Friday, January 28, 2022

Reader Responds to Letter Regarding Pumped Storage Proposal

Dear Editor,

Is the hydro-pump storage “Green as Kermit the Frog Sitting on Dr. David Suzuki’s Lap?” Bruce Mason’s letter to the Editor on December 16, 2021, and I share a passion for the same Pump-storage project.

I agree that we need green projects and steer away from fossil fuels in the future. I agree with the engineering designs to store unused electricity and balance the electricity grid. Storage is one critical system that engineers have overlooked in the past, and who can blame them when blessed with a land of plenty.

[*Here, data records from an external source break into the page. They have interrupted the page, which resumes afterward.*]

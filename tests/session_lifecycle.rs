//! End-to-end session lifecycle tests
//!
//! These tests run the driver manager against an in-process mock automation
//! server and assert on the requests the server actually saw: how many
//! sessions were created, what capabilities went over the wire, and what
//! happens when the server misbehaves.

use async_trait::async_trait;
use serde_json::Value;

use appdriver::testing::MockAutomationServer;
use appdriver::{Config, DeviceProber, DriverManager, EmulatorLauncher, Error, SessionState};

/// Prober with canned answers, so no adb is needed
struct StubProber {
    booted: bool,
    installed: bool,
}

#[async_trait]
impl DeviceProber for StubProber {
    async fn boot_completed(&self) -> bool {
        self.booted
    }

    async fn package_installed(&self, _package: &str) -> bool {
        self.installed
    }
}

fn android_config(server_url: &str, device_type: &str) -> Config {
    Config::parse(&format!(
        r#"
        "appium.server.url" = "{server_url}"
        "platform.name" = "Android"
        "android.device.type" = "{device_type}"
        "android.device.name" = "emulator"
        "android.emulator.name" = "Pixel_7_API_34"
        "android.real.name" = "Pixel 7"
        "android.device.udid" = "R5CT1098XYZ"
        "android.app.path" = "builds/app-debug.apk"
        "app.package" = "com.example.demo"
        "app.activity" = "com.example.demo.MainActivity"
        "#
    ))
    .unwrap()
}

fn ios_config(server_url: &str) -> Config {
    Config::parse(&format!(
        r#"
        "appium.server.url" = "{server_url}"
        "platform.name" = "iOS"
        "ios.device.type" = "simulator"
        "ios.device.name" = "simulator"
        "ios.simulator.name" = "iPhone 15"
        "ios.app.path" = "builds/Demo.app"
        "#
    ))
    .unwrap()
}

fn manager(config: Config, booted: bool, installed: bool) -> DriverManager {
    DriverManager::with_devices(
        config,
        Box::new(StubProber { booted, installed }),
        EmulatorLauncher::with_binary("/nonexistent/emulator"),
    )
}

/// Capabilities object out of the recorded new-session body
fn always_match(body: &str) -> Value {
    let body: Value = serde_json::from_str(body).unwrap();
    body.pointer("/capabilities/alwaysMatch").unwrap().clone()
}

#[tokio::test]
async fn full_lifecycle_creates_and_deletes_one_session() {
    let server = MockAutomationServer::start().await.unwrap();
    let mut manager = manager(android_config(&server.url(), "real"), true, true);

    manager.initialize().await.unwrap();
    assert_eq!(manager.state(), SessionState::Active);
    assert_eq!(manager.get().unwrap().id, "session-1");

    manager.quit().await.unwrap();
    assert_eq!(manager.state(), SessionState::Idle);
    assert!(matches!(manager.get(), Err(Error::SessionNotInitialized)));

    let requests = server.requests().await;
    assert_eq!(requests.len(), 2);
    assert_eq!(requests[0].method, "POST");
    assert_eq!(requests[0].path, "/session");
    assert_eq!(requests[1].method, "DELETE");
    assert_eq!(requests[1].path, "/session/session-1");
}

#[tokio::test]
async fn initialize_is_idempotent_while_active() {
    let server = MockAutomationServer::start().await.unwrap();
    let mut manager = manager(android_config(&server.url(), "real"), true, true);

    manager.initialize().await.unwrap();
    let first = manager.get().unwrap().clone();

    manager.initialize().await.unwrap();
    assert_eq!(manager.get().unwrap(), &first);

    assert_eq!(server.session_creations().await, 1);
}

#[tokio::test]
async fn quit_after_quit_stays_idle_and_quiet() {
    let server = MockAutomationServer::start().await.unwrap();
    let mut manager = manager(android_config(&server.url(), "real"), true, true);

    manager.initialize().await.unwrap();
    manager.quit().await.unwrap();
    manager.quit().await.unwrap();

    // One create, one delete; the second quit never reached the server
    assert_eq!(server.requests().await.len(), 2);
}

#[tokio::test]
async fn quit_clears_the_handle_even_when_teardown_fails() {
    let server = MockAutomationServer::start_failing_teardown().await.unwrap();
    let mut manager = manager(android_config(&server.url(), "real"), true, true);

    manager.initialize().await.unwrap();
    assert_eq!(manager.state(), SessionState::Active);

    manager.quit().await.unwrap();
    assert_eq!(manager.state(), SessionState::Idle);
}

#[tokio::test]
async fn a_new_session_can_follow_a_quit() {
    let server = MockAutomationServer::start().await.unwrap();
    let mut manager = manager(android_config(&server.url(), "real"), true, true);

    manager.initialize().await.unwrap();
    manager.quit().await.unwrap();
    manager.initialize().await.unwrap();

    assert_eq!(manager.get().unwrap().id, "session-2");
    assert_eq!(server.session_creations().await, 2);
}

#[tokio::test]
async fn server_rejection_surfaces_and_leaves_idle() {
    let server = MockAutomationServer::start_rejecting().await.unwrap();
    let mut manager = manager(android_config(&server.url(), "real"), true, true);

    let err = manager.initialize().await.unwrap_err();
    assert!(
        matches!(err, Error::SessionStart { status: 500, ref message }
            if message == "A new session could not be created")
    );
    assert_eq!(manager.state(), SessionState::Idle);
}

#[tokio::test]
async fn unsupported_platform_never_contacts_the_server() {
    let server = MockAutomationServer::start().await.unwrap();
    let config = Config::parse(&format!(
        r#"
        "appium.server.url" = "{}"
        "platform.name" = "blackberry"
        "#,
        server.url()
    ))
    .unwrap();
    let mut manager = manager(config, true, true);

    let err = manager.initialize().await.unwrap_err();
    assert!(matches!(err, Error::UnsupportedPlatform(_)));
    assert!(server.requests().await.is_empty());
}

#[tokio::test]
async fn real_device_capabilities_go_over_the_wire() {
    let server = MockAutomationServer::start().await.unwrap();
    let mut manager = manager(android_config(&server.url(), "real"), true, true);
    manager.initialize().await.unwrap();

    let requests = server.requests().await;
    let caps = always_match(&requests[0].body);

    assert_eq!(caps["platformName"], "Android");
    assert_eq!(caps["appium:automationName"], "UiAutomator2");
    assert_eq!(caps["appium:udid"], "R5CT1098XYZ");
    assert_eq!(caps["appium:appPackage"], "com.example.demo");
    assert_eq!(caps["appium:noReset"], true);
    assert!(caps.get("appium:avd").is_none());
    // App already installed, so no reinstall path was sent
    assert!(caps.get("appium:app").is_none());
}

#[tokio::test]
async fn emulator_flow_boots_and_sends_avd_capabilities() {
    let server = MockAutomationServer::start().await.unwrap();
    let mut manager = manager(android_config(&server.url(), "emulator"), true, false);
    manager.initialize().await.unwrap();

    let requests = server.requests().await;
    let caps = always_match(&requests[0].body);

    assert_eq!(caps["appium:avd"], "Pixel_7_API_34");
    assert_eq!(caps["appium:avdLaunchTimeout"], 180_000);
    assert_eq!(caps["appium:avdReadyTimeout"], 60_000);
    assert!(caps.get("appium:udid").is_none());
    // Not installed, so the APK path rode along
    assert_eq!(caps["appium:app"], "builds/app-debug.apk");
}

#[tokio::test]
async fn ios_simulator_session_uses_xcuitest() {
    let server = MockAutomationServer::start().await.unwrap();
    let mut manager = manager(ios_config(&server.url()), true, true);
    manager.initialize().await.unwrap();

    let requests = server.requests().await;
    let caps = always_match(&requests[0].body);

    assert_eq!(caps["platformName"], "iOS");
    assert_eq!(caps["appium:automationName"], "XCUITest");
    assert_eq!(caps["appium:deviceName"], "iPhone 15");
    assert_eq!(caps["appium:app"], "builds/Demo.app");
    assert!(caps.get("appium:udid").is_none());
}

The existing power generation plants were not outfitted with storage systems to capture unused electricity in low demand and release it when demand is high. Unfortunately, the same engineering oversight occurred in solar and wind power generation design and construction. As a result, the excess electricity produced during gusty winds or long summer days is wasted because demand doesn’t exist. The wind blows, and the sun shines bright at any time, not when electricity demand is high.

Yes, it is about time that electric storage systems are developed to satisfy demand. The entire world is working hard to build power storage systems for the historical load balancing design flaws. Australia uses an abandoned gold mine for Hydro Pump storage. Construction of the Kidston Pump Storage Hydro project started in May 2021. However, the rest of the world is using batteries, as reported by Korea, Namibia, UK, France, Mozambique, Netherlands, Taiwan and many others. There must be some convincing engineering financial return on investment to justify using “big … BATTERY.”

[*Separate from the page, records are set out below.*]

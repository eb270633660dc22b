//! Device readiness probes and emulator control
//!
//! Everything here shells out to the Android device bridge (`adb`) or the
//! emulator binary; failures degrade to negative results rather than
//! propagating, so the caller decides how long to keep asking.

pub mod adb;
pub mod emulator;

use async_trait::async_trait;

pub use adb::AdbClient;
pub use emulator::EmulatorLauncher;

/// Readiness checks against a connected device or emulator
#[async_trait]
pub trait DeviceProber: Send + Sync {
    /// Whether the device has completed booting
    async fn boot_completed(&self) -> bool;

    /// Whether a package is already installed on the device
    async fn package_installed(&self, package: &str) -> bool;
}
//! Driver session lifecycle
//!
//! Owns the single active session handle for a test run. The manager is an
//! explicit value the run threads through its setup and teardown; nothing
//! here is process-global, so two runs with two managers never share state.

use std::time::{Duration, Instant};

use crate::common::{Config, Error, Result};
use crate::device::{AdbClient, DeviceProber, EmulatorLauncher};

use super::{AutomationClient, Capabilities, SessionHandle};

/// Interval between boot probes while waiting for an emulator
const BOOT_POLL_INTERVAL: Duration = Duration::from_secs(5);

/// Config key bounding the emulator boot wait
const BOOT_TIMEOUT_KEY: &str = "android.boot.timeout.secs";

const DEFAULT_BOOT_TIMEOUT_SECS: u64 = 180;

/// Driver session state
#[derive(Debug, Clone, Copy, PartialEq, Eq)]
pub enum SessionState {
    /// No session handle present
    Idle,
    /// A session is open against the automation server
    Active,
}

impl std::fmt::Display for SessionState {
    fn fmt(&self, f: &mut std::fmt::Formatter<'_>) -> std::fmt::Result {
        match self {
            Self::Idle => write!(f, "idle"),
            Self::Active => write!(f, "active"),
        }
    }
}

struct ActiveSession {
    client: AutomationClient,
    handle: SessionHandle,
}

/// Manager for the one driver session of a test run
pub struct DriverManager {
    config: Config,
    prober: Box<dyn DeviceProber>,
    launcher: EmulatorLauncher,
    session: Option<ActiveSession>,
}

impl DriverManager {
    /// Create a manager using the real device bridge and emulator binary
    pub fn new(config: Config) -> Self {
        Self::with_devices(config, Box::new(AdbClient::new()), EmulatorLauncher::new())
    }

    /// Create a manager with explicit device tooling
    pub fn with_devices(
        config: Config,
        prober: Box<dyn DeviceProber>,
        launcher: EmulatorLauncher,
    ) -> Self {
        Self {
            config,
            prober,
            launcher,
            session: None,
        }
    }

    pub fn state(&self) -> SessionState {
        if self.session.is_some() {
            SessionState::Active
        } else {
            SessionState::Idle
        }
    }

    /// Open the driver session, booting the emulator first when configured
    ///
    /// Idempotent: a second call while the session is active is a no-op. Any
    /// failure leaves the manager idle.
    pub async fn initialize(&mut self) -> Result<()> {
        if let Some(active) = &self.session {
            tracing::debug!(session = %active.handle.id, "Driver session already active");
            return Ok(());
        }

        let server_url = self.config.require("appium.server.url")?;
        let client = AutomationClient::new(&server_url)?;

        let platform = self.config.require("platform.name")?;
        if platform.eq_ignore_ascii_case("android") && self.android_emulator_configured() {
            let avd = self.config.require("android.emulator.name")?;
            self.launcher.start(&avd)?;
            self.wait_for_boot().await?;
        }

        let capabilities = Capabilities::build(&self.config, self.prober.as_ref()).await?;

        tracing::info!(platform = %platform, server = %server_url, "Opening driver session");
        let handle = client.new_session(&capabilities).await?;
        tracing::info!(session = %handle.id, "Driver session active");

        self.session = Some(ActiveSession { client, handle });
        Ok(())
    }

    /// Get the active session handle
    pub fn get(&self) -> Result<&SessionHandle> {
        self.session
            .as_ref()
            .map(|active| &active.handle)
            .ok_or(Error::SessionNotInitialized)
    }

    /// Close the session and return to idle
    ///
    /// The handle is cleared even when the server-side close fails; a failed
    /// close is logged and not propagated.
    pub async fn quit(&mut self) -> Result<()> {
        let Some(active) = self.session.take() else {
            tracing::debug!("No driver session active, nothing to quit");
            return Ok(());
        };

        if let Err(e) = active.client.delete_session(&active.handle).await {
            tracing::warn!(
                session = %active.handle.id,
                error = %e,
                "Failed to close driver session cleanly"
            );
        }
        Ok(())
    }

    fn android_emulator_configured(&self) -> bool {
        self.config
            .get("android.device.type")
            .is_some_and(|t| t.eq_ignore_ascii_case("emulator"))
    }

    /// Poll the boot probe until the emulator reports booted or the deadline
    /// passes
    async fn wait_for_boot(&self) -> Result<()> {
        let timeout_secs = match self.config.get(BOOT_TIMEOUT_KEY) {
            Some(value) => value.parse::<u64>().map_err(|_| {
                Error::ConfigParse(format!("invalid value for '{BOOT_TIMEOUT_KEY}': {value}"))
            })?,
            None => DEFAULT_BOOT_TIMEOUT_SECS,
        };
        let deadline = Instant::now() + Duration::from_secs(timeout_secs);

        loop {
            if self.prober.boot_completed().await {
                tracing::info!("Emulator is fully booted");
                return Ok(());
            }
            if Instant::now() >= deadline {
                return Err(Error::BootTimeout(timeout_secs));
            }
            tracing::info!("Waiting for emulator to boot...");
            tokio::time::sleep(BOOT_POLL_INTERVAL).await;
        }
    }
}
//! appdriver CLI - mobile device-session bootstrapper
//!
//! Operates the harness by hand: inspect resolved configuration, probe
//! device readiness, and smoke-test the full session lifecycle against the
//! configured automation server.

use std::path::PathBuf;

use appdriver::commands::Commands;
use appdriver::{cli, common};
use clap::Parser;

#[derive(Parser)]
#[command(name = "appdriver", about = "Mobile device-session bootstrapper")]
#[command(version, long_about = None)]
struct Cli {
    /// Config file path (default: ./appdriver.toml, then the platform config dir)
    #[arg(long, global = true)]
    config: Option<PathBuf>,

    #[command(subcommand)]
    command: Commands,
}

#[tokio::main]
async fn main() {
    common::logging::init();

    let cli = Cli::parse();

    let result = run(cli).await;

    if let Err(e) = result {
        eprintln!("Error: {e}");
        std::process::exit(1);
    }
}

async fn run(cli: Cli) -> appdriver::Result<()> {
    let config = common::CONFIG.load_from(cli.config.as_deref())?;
    cli::dispatch(cli.command, config).await
}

Power storage in whatever form should have been deployed in the early days of power generation over 100 years ago. Now it has become an urgent need. However, where is the justification for destroying an irreplaceable resource like Georgian Bay for $250 million per year? I have not seen it from TC Energy. Perhaps Mr. Mason can publish it.

We are blessed with Georgian Bay, a pristine natural resource. But, unfortunately, the natural environment has been decimated with mega-sized engineering projects altering the natural environment worldwide. Canadian engineers owe it to our children and grandchildren to do everything in their power to preserve marginalized natural resources.

By the way, Mr. Mason, it is common knowledge that frogs are disappearing and are now listed among the 100 most endangered species.